Return a copy of every line in the data below that contains "true".

Collected data entries -
------------------------------------

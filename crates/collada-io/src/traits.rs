//! Capability traits for host application meshes.
//!
//! A host (3ds Max, Maya, an in-memory mesh) exposes its polygons through
//! [`PolygonMesh`] so that the exporter can walk them face vertex by face
//! vertex without knowing the host's object model.
//!
//! Face vertices are addressed by `(polygon, vertex)`, where `vertex` is the
//! position of the vertex in the polygon's enumeration. Hole vertices follow
//! the outer boundary in that enumeration.

/// A hole cut from a host polygon.
#[derive(Debug, Clone, Copy, PartialEq, Eq)]
pub struct HoleInfo {
    /// Polygon the hole belongs to.
    pub polygon: usize,
    /// Number of vertices on the hole's boundary.
    pub vertex_count: usize,
    /// Mesh vertex index of the first vertex of the hole.
    pub first_vertex: u32,
}

/// A per-face-vertex color set of the host mesh.
#[derive(Debug, Clone, PartialEq, Eq)]
pub struct ColorSet {
    pub name: String,
    /// Color index written for face vertices without a color.
    pub white_color_index: u32,
}

impl ColorSet {
    pub fn new(name: impl Into<String>, white_color_index: u32) -> Self {
        Self {
            name: name.into(),
            white_color_index,
        }
    }
}

/// Read access to a host polygon mesh.
pub trait PolygonMesh {
    fn num_polygons(&self) -> usize;

    /// Number of face vertices of `polygon`, hole vertices included.
    fn polygon_vertex_count(&self, polygon: usize) -> usize;

    /// Mesh vertex (position) index of a face vertex.
    fn vertex_index(&self, polygon: usize, vertex: usize) -> u32;

    fn has_face_vertex_normals(&self) -> bool;

    fn normal_index(&self, polygon: usize, vertex: usize) -> Option<u32>;

    fn uv_set_names(&self) -> &[String];

    fn uv_index(&self, polygon: usize, vertex: usize, uv_set: usize) -> Option<u32>;

    fn color_sets(&self) -> &[ColorSet];

    /// `None` means the face vertex carries no color.
    fn color_index(&self, polygon: usize, vertex: usize, color_set: usize) -> Option<u32>;

    fn is_holed(&self, polygon: usize) -> bool;

    /// All holes of the mesh.
    fn hole_infos(&self) -> &[HoleInfo];

    /// Triangles covering `polygon` as triples of face-vertex positions, or
    /// `None` if the host cannot triangulate it.
    fn triangulate(&self, polygon: usize) -> Option<Vec<[usize; 3]>>;

    /// Material names of the mesh's shader slots.
    fn shaders(&self) -> &[String];

    /// Shader slot of `polygon`. `None` or an index past [`PolygonMesh::shaders`]
    /// means the polygon has no material.
    fn shader_index(&self, polygon: usize) -> Option<usize>;
}
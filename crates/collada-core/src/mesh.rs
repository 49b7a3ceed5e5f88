use std::collections::BTreeMap;

use crate::geometry_indices::MaterialId;
use crate::mesh_primitive::MeshPrimitive;
use crate::mesh_vertex_data::MeshVertexData;

/// A decoded `<mesh>`: merged vertex buffers plus the primitives indexing them.
#[derive(Debug, Clone, Default)]
pub struct Mesh {
    id: String,
    name: String,
    positions: MeshVertexData,
    normals: MeshVertexData,
    colors: MeshVertexData,
    uv_coords: MeshVertexData,
    primitives: Vec<MeshPrimitive>,
}

impl Mesh {
    pub fn new(id: impl Into<String>, name: impl Into<String>) -> Self {
        Self {
            id: id.into(),
            name: name.into(),
            ..Self::default()
        }
    }

    pub fn id(&self) -> &str {
        &self.id
    }

    pub fn name(&self) -> &str {
        &self.name
    }

    pub fn set_name(&mut self, name: impl Into<String>) {
        self.name = name.into();
    }

    pub fn positions(&self) -> &MeshVertexData {
        &self.positions
    }

    pub fn positions_mut(&mut self) -> &mut MeshVertexData {
        &mut self.positions
    }

    pub fn normals(&self) -> &MeshVertexData {
        &self.normals
    }

    pub fn normals_mut(&mut self) -> &mut MeshVertexData {
        &mut self.normals
    }

    pub fn colors(&self) -> &MeshVertexData {
        &self.colors
    }

    pub fn colors_mut(&mut self) -> &mut MeshVertexData {
        &mut self.colors
    }

    pub fn uv_coords(&self) -> &MeshVertexData {
        &self.uv_coords
    }

    pub fn uv_coords_mut(&mut self) -> &mut MeshVertexData {
        &mut self.uv_coords
    }

    pub fn primitives(&self) -> &[MeshPrimitive] {
        &self.primitives
    }

    pub fn add_primitive(&mut self, primitive: MeshPrimitive) {
        self.primitives.push(primitive);
    }

    pub fn num_primitives(&self) -> usize {
        self.primitives.len()
    }

    pub fn face_count(&self) -> usize {
        self.primitives.iter().map(MeshPrimitive::face_count).sum()
    }

    /// Triangles needed to represent the mesh.
    pub fn triangle_count(&self) -> usize {
        self.primitives.iter().map(MeshPrimitive::triangle_count).sum()
    }

    pub fn has_only_triangles(&self) -> bool {
        self.primitives.iter().all(MeshPrimitive::has_only_triangles)
    }

    /// Maps the material ids of the primitives to consecutive host material
    /// ids starting at 1, in order of first use.
    pub fn material_id_map(&self) -> BTreeMap<MaterialId, u32> {
        let mut map = BTreeMap::new();
        let mut next_host_id = 1;
        for primitive in &self.primitives {
            map.entry(primitive.material_id()).or_insert_with(|| {
                let id = next_host_id;
                next_host_id += 1;
                id
            });
        }
        map
    }
}
use thiserror::Error;

use crate::data_types::DataType;
use crate::input::InputSemantic;

#[derive(Error, Debug, Clone, PartialEq, Eq)]
pub enum ColladaError {
    #[error("Source '{0}' is already loaded")]
    AlreadyLoaded(String),
    #[error("Source '{source_id}' has data type {data_type:?}, expected float or double")]
    UnsupportedDataType { source_id: String, data_type: DataType },
    #[error("Source '{source_id}' has stride {stride} for {semantic}, allowed range is {min}..={max}")]
    InvalidStride {
        source_id: String,
        semantic: InputSemantic,
        stride: u64,
        min: u64,
        max: u64,
    },
    #[error("Semantic {0} is not supported for mesh sources")]
    UnsupportedSemantic(InputSemantic),
    #[error("Unknown source: {0}")]
    UnknownSource(String),
}

pub type Status = Result<(), ColladaError>;
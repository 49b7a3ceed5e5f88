//! Benchmarks for index-stream decoding.
//!
//! Run with: cargo bench -p collada-core

use collada_core::input::InputSemantic;
use collada_core::mesh_loader::{MeshLoader, PrimitiveAttributes, PrimitiveElement};
use collada_core::source::Source;
use criterion::{black_box, criterion_group, criterion_main, BenchmarkId, Criterion, Throughput};

/// Interleaved position/normal/uv tuples of a `grid x grid` quad grid split
/// into triangles.
fn grid_triangles(grid: u64) -> Vec<u64> {
    let row = grid + 1;
    let mut data = Vec::with_capacity((grid * grid * 6 * 3) as usize);
    for y in 0..grid {
        for x in 0..grid {
            let a = y * row + x;
            let b = a + 1;
            let c = a + row;
            let d = c + 1;
            for v in [a, b, c, c, b, d] {
                data.extend_from_slice(&[v, 0, v]);
            }
        }
    }
    data
}

fn decode(grid: u64, data: &[u64], chunk: usize) -> usize {
    let vertex_count = ((grid + 1) * (grid + 1)) as usize;
    let mut loader = MeshLoader::new("grid", "");
    loader.add_source(Source::new_float("pos", vec![0.0; vertex_count * 3], 3));
    loader.add_source(Source::new_float("nrm", vec![0.0, 0.0, 1.0], 3));
    loader.add_source(Source::new_float("uv", vec![0.0; vertex_count * 2], 2));

    loader.begin_primitive(
        PrimitiveElement::Triangles,
        &PrimitiveAttributes::new((grid * grid * 2) as usize, "grid"),
    );
    loader.primitive_input(InputSemantic::Position, "#pos", 0, 0);
    loader.primitive_input(InputSemantic::Normal, "#nrm", 1, 0);
    loader.primitive_input(InputSemantic::TexCoord, "#uv", 2, 0);
    loader.begin_p();
    for part in data.chunks(chunk) {
        loader.data_p(part);
    }
    loader.end_p();
    loader.end_primitive();
    loader.into_mesh().face_count()
}

fn bench_triangles(c: &mut Criterion) {
    let mut group = c.benchmark_group("decode_triangles");
    for grid in [16u64, 64, 256] {
        let data = grid_triangles(grid);
        group.throughput(Throughput::Elements(data.len() as u64));
        group.bench_with_input(BenchmarkId::from_parameter(grid), &data, |b, data| {
            b.iter(|| decode(grid, black_box(data), 4096));
        });
    }
    group.finish();
}

fn bench_chunk_size(c: &mut Criterion) {
    let data = grid_triangles(128);
    let mut group = c.benchmark_group("decode_chunk_size");
    for chunk in [64usize, 1024, 16384] {
        group.bench_with_input(BenchmarkId::from_parameter(chunk), &chunk, |b, &chunk| {
            b.iter(|| decode(128, black_box(&data), chunk));
        });
    }
    group.finish();
}

criterion_group!(benches, bench_triangles, bench_chunk_size);
criterion_main!(benches);
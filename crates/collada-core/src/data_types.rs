/// Value type of a COLLADA `<source>` array.
#[derive(Debug, Clone, Copy, PartialEq, Eq, Hash)]
pub enum DataType {
    Invalid = 0,
    Bool,
    Int32,
    Float32,
    Float64,
    Name,
}

impl DataType {
    pub fn is_floating_point(&self) -> bool {
        matches!(self, DataType::Float32 | DataType::Float64)
    }

    /// Maps an accessor `<param type="...">` name to a data type.
    pub fn from_param_type(type_name: &str) -> Self {
        match type_name {
            "float" => DataType::Float32,
            "double" => DataType::Float64,
            "int" => DataType::Int32,
            "bool" => DataType::Bool,
            "name" | "Name" | "IDREF" => DataType::Name,
            _ => DataType::Invalid,
        }
    }
}
//! Merges the `<source>` arrays of a mesh into one buffer per semantic.
//!
//! Each merged source records its `initial_index`, the number of scalar
//! values already in the semantic's buffer when it was merged. Indices
//! decoded against the source are later shifted by `initial_index / stride`.

use crate::input::InputSemantic;
use crate::mesh::Mesh;
use crate::mesh_vertex_data::MeshVertexData;
use crate::source::{Source, SourceValues};
use crate::status::{ColladaError, Status};

pub const COLOR_STRIDE_RANGE: (u64, u64) = (3, 4);
pub const UV_STRIDE_RANGE: (u64, u64) = (2, 4);

/// Merges `source` into the buffer of `semantic` and returns its initial index.
pub fn merge_source_element(
    mesh: &mut Mesh,
    source: &mut Source,
    semantic: InputSemantic,
) -> Result<usize, ColladaError> {
    match semantic {
        InputSemantic::Position => load_positions_source(mesh, source),
        InputSemantic::Normal => load_normals_source(mesh, source),
        InputSemantic::Color => load_colors_source(mesh, source),
        InputSemantic::TexCoord | InputSemantic::Uv => load_uv_coordinates_source(mesh, source),
        other => {
            log::warn!("Source '{}' has unsupported semantic {}", source.id(), other);
            Err(ColladaError::UnsupportedSemantic(other))
        }
    }
}

pub fn load_positions_source(mesh: &mut Mesh, source: &mut Source) -> Result<usize, ColladaError> {
    check_mergeable(source)?;
    Ok(merge_values(mesh.positions_mut(), source))
}

/// Normal sources of any stride are merged; the decoder only indexes those
/// with stride 3.
pub fn load_normals_source(mesh: &mut Mesh, source: &mut Source) -> Result<usize, ColladaError> {
    check_mergeable(source)?;
    if source.stride() != 3 {
        log::debug!(
            "Normal source '{}' has stride {}, its indices will be ignored",
            source.id(),
            source.stride()
        );
    }
    Ok(merge_values(mesh.normals_mut(), source))
}

pub fn load_colors_source(mesh: &mut Mesh, source: &mut Source) -> Result<usize, ColladaError> {
    load_channel_source(mesh.colors_mut(), source, InputSemantic::Color, COLOR_STRIDE_RANGE)
}

pub fn load_uv_coordinates_source(
    mesh: &mut Mesh,
    source: &mut Source,
) -> Result<usize, ColladaError> {
    load_channel_source(mesh.uv_coords_mut(), source, InputSemantic::TexCoord, UV_STRIDE_RANGE)
}

fn load_channel_source(
    data: &mut MeshVertexData,
    source: &mut Source,
    semantic: InputSemantic,
    (min, max): (u64, u64),
) -> Result<usize, ColladaError> {
    check_mergeable(source)?;
    let stride = source.stride();
    if stride < min || stride > max {
        log::warn!(
            "Source '{}' has stride {} for {}, expected {}..={}",
            source.id(),
            stride,
            semantic,
            min,
            max
        );
        source.set_is_loaded(true);
        return Err(ColladaError::InvalidStride {
            source_id: source.id().to_string(),
            semantic,
            stride,
            min,
            max,
        });
    }
    let length = source.value_count();
    let initial_index = merge_values(data, source);
    data.append_input_info(source.id(), stride, length);
    Ok(initial_index)
}

fn check_mergeable(source: &mut Source) -> Status {
    if source.is_loaded() {
        return Err(ColladaError::AlreadyLoaded(source.id().to_string()));
    }
    let data_type = source.data_type();
    if !data_type.is_floating_point() {
        log::warn!(
            "Source '{}' has data type {:?}, only float and double arrays are merged",
            source.id(),
            data_type
        );
        source.set_is_loaded(true);
        return Err(ColladaError::UnsupportedDataType {
            source_id: source.id().to_string(),
            data_type,
        });
    }
    Ok(())
}

/// The first source of a semantic hands its buffer over, later ones are
/// copied and converted to the buffer's element type.
fn merge_values(data: &mut MeshVertexData, source: &mut Source) -> usize {
    let initial_index = data.values_count();
    if data.is_empty() {
        match source.take_values() {
            SourceValues::Float(values) => {
                data.set_float_data(values);
            }
            SourceValues::Double(values) => {
                data.set_double_data(values);
            }
            _ => {}
        }
    } else {
        match source.values() {
            SourceValues::Float(values) => data.append_values(values.as_slice()),
            SourceValues::Double(values) => data.append_values(values.as_slice()),
            _ => {}
        }
    }
    source.set_initial_index(initial_index);
    source.set_is_loaded(true);
    initial_index
}
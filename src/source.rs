//! Byte source adapter (spec §4.1): a uniform view over an in-memory buffer
//! or a file, handing back contiguous block-sized reads.

use std::fs::File;
use std::io::{BufReader, Read};

use bytes::Bytes;
use snafu::ResultExt;

use crate::error::{IoErrorSnafu, Result};

/// Supplies contiguous block-sized reads with an end-of-stream flag.
pub trait ByteSource {
    /// Read up to `max_bytes`. Returns fewer bytes than requested only at
    /// end of stream, in which case the returned `eof` is `true`.
    fn read_block(&mut self, max_bytes: usize) -> Result<(Bytes, bool)>;
}

/// Source over an in-memory buffer; the common case for already-loaded
/// payloads and for tests.
pub struct SliceSource {
    data: Bytes,
    position: usize,
}

impl SliceSource {
    pub fn new(data: impl Into<Bytes>) -> Self {
        Self {
            data: data.into(),
            position: 0,
        }
    }
}

impl ByteSource for SliceSource {
    fn read_block(&mut self, max_bytes: usize) -> Result<(Bytes, bool)> {
        let end = (self.position + max_bytes).min(self.data.len());
        let block = self.data.slice(self.position..end);
        self.position = end;
        let eof = self.position >= self.data.len();
        Ok((block, eof))
    }
}

/// Source over a file descriptor, read sequentially through a `BufReader`.
pub struct FileSource {
    reader: BufReader<File>,
}

impl FileSource {
    pub fn new(file: File) -> Self {
        Self {
            reader: BufReader::new(file),
        }
    }

    pub fn open(path: impl AsRef<std::path::Path>) -> Result<Self> {
        let file = File::open(path).context(IoErrorSnafu)?;
        Ok(Self::new(file))
    }
}

impl ByteSource for FileSource {
    fn read_block(&mut self, max_bytes: usize) -> Result<(Bytes, bool)> {
        let mut buf = vec![0u8; max_bytes];
        let mut filled = 0;
        while filled < max_bytes {
            let n = self.reader.read(&mut buf[filled..]).context(IoErrorSnafu)?;
            if n == 0 {
                break;
            }
            filled += n;
        }
        buf.truncate(filled);
        let eof = filled < max_bytes;
        Ok((Bytes::from(buf), eof))
    }
}
//! `read_fwf` wires the coordinator to a caller-supplied byte buffer or file
//! path and returns a finished [`RecordBatch`].

use std::path::{Path, PathBuf};

use arrow::record_batch::RecordBatch;
use bytes::Bytes;

use crate::coordinator::Coordinator;
use crate::error::Result;
use crate::options::{ConvertOptions, ParseOptions, ReadOptions};
use crate::source::{FileSource, SliceSource};

/// Where `read_fwf` draws its bytes from.
pub enum FwfSource {
    Bytes(Bytes),
    File(PathBuf),
}

impl FwfSource {
    pub fn from_bytes(data: impl Into<Bytes>) -> Self {
        FwfSource::Bytes(data.into())
    }

    pub fn from_path(path: impl AsRef<Path>) -> Self {
        FwfSource::File(path.as_ref().to_path_buf())
    }
}

/// Parses a fixed-width byte stream into a columnar, typed, nullable table.
///
/// `read_options` and `convert_options` default when omitted.
pub fn read_fwf(
    source: FwfSource,
    parse_options: ParseOptions,
    read_options: Option<ReadOptions>,
    convert_options: Option<ConvertOptions>,
) -> Result<RecordBatch> {
    let read_options = read_options.unwrap_or_default();
    let convert_options = convert_options.unwrap_or_default();
    let coordinator = Coordinator::new(parse_options, read_options, convert_options);

    match source {
        FwfSource::Bytes(data) => coordinator.run(SliceSource::new(data)),
        FwfSource::File(path) => coordinator.run(FileSource::open(path)?),
    }
}

#[cfg(test)]
mod tests {
    use super::*;

    #[test]
    fn read_fwf_applies_defaults_when_options_are_absent() {
        let parse_options = ParseOptions::try_new(vec![2, 3, 1]).unwrap();
        let batch = read_fwf(
            FwfSource::from_bytes(&b"abcdef"[..]),
            parse_options,
            None,
            None,
        )
        .unwrap();
        assert_eq!(batch.num_rows(), 0);
        assert_eq!(batch.num_columns(), 3);
    }
}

------------------------------------

ANSWER SPACE -
        source.set_is_loaded(true);
        source.set_is_loaded(true);
    source.set_is_loaded(true);
    /// end of stream, in which case the returned `eof` is `true`.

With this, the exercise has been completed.